- [Exercise]: Show every line below where "JoinHandle" can be found.

- [Source records]:
============

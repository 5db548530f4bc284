//! Simulated trading backend
//!
//! Wires a [`SimulatedBackend`] to a [`ChannelTransport`] so the sync layer
//! can run end to end without a live broker.

mod backend;
mod market;

pub use backend::SimulatedBackend;
pub use market::PriceWalk;

use crate::config::GatewayConfig;
use crate::error::GatewayError;
use crate::transport::ChannelTransport;
use crate::transport::channel::{ChannelPublisher, ChannelRequester};
use log::{info, warn};
use std::sync::Arc;
use std::time::Duration;
use tokio::sync::oneshot;
use tokio::task::JoinHandle;
use tradedesk_ports::Clock;

/// Handle to a running backend task
pub struct BackendHandle {
    shutdown: Option<oneshot::Sender<()>>,
    task: JoinHandle<()>,
}

impl BackendHandle {
    /// Ask the backend to stop and wait for it
    pub async fn shutdown(mut self) {
        if let Some(tx) = self.shutdown.take() {
            let _ = tx.send(());
        }
        if let Err(e) = (&mut self.task).await {
            warn!("Simulated backend task ended abnormally: {}", e);
        }
    }

    pub fn is_finished(&self) -> bool {
        self.task.is_finished()
    }
}

/// Spawn a simulated backend and the transport that talks to it
///
/// Must be called from within a tokio runtime.
pub fn spawn_simulated(
    config: &GatewayConfig,
    clock: Arc<dyn Clock>,
) -> Result<(ChannelTransport, BackendHandle), GatewayError> {
    config.validate()?;

    let feed = ChannelPublisher::new(config.channel_capacity);
    let (requester, responder) = ChannelRequester::pair(config.channel_capacity);
    let transport = ChannelTransport::new(
        feed.clone(),
        requester,
        Duration::from_millis(config.request_timeout_ms),
    );

    let backend = SimulatedBackend::new(config.simulator.clone(), feed, clock);
    let (shutdown_tx, shutdown_rx) = oneshot::channel();
    let task = tokio::spawn(backend.run(responder, shutdown_rx));

    info!(
        "Spawned simulated backend with {} symbols",
        config.simulator.symbols.len()
    );

    Ok((
        transport,
        BackendHandle {
            shutdown: Some(shutdown_tx),
            task,
        },
    ))
}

============

- [Expected output]:
use tokio::task::JoinHandle;
    task: JoinHandle<()>,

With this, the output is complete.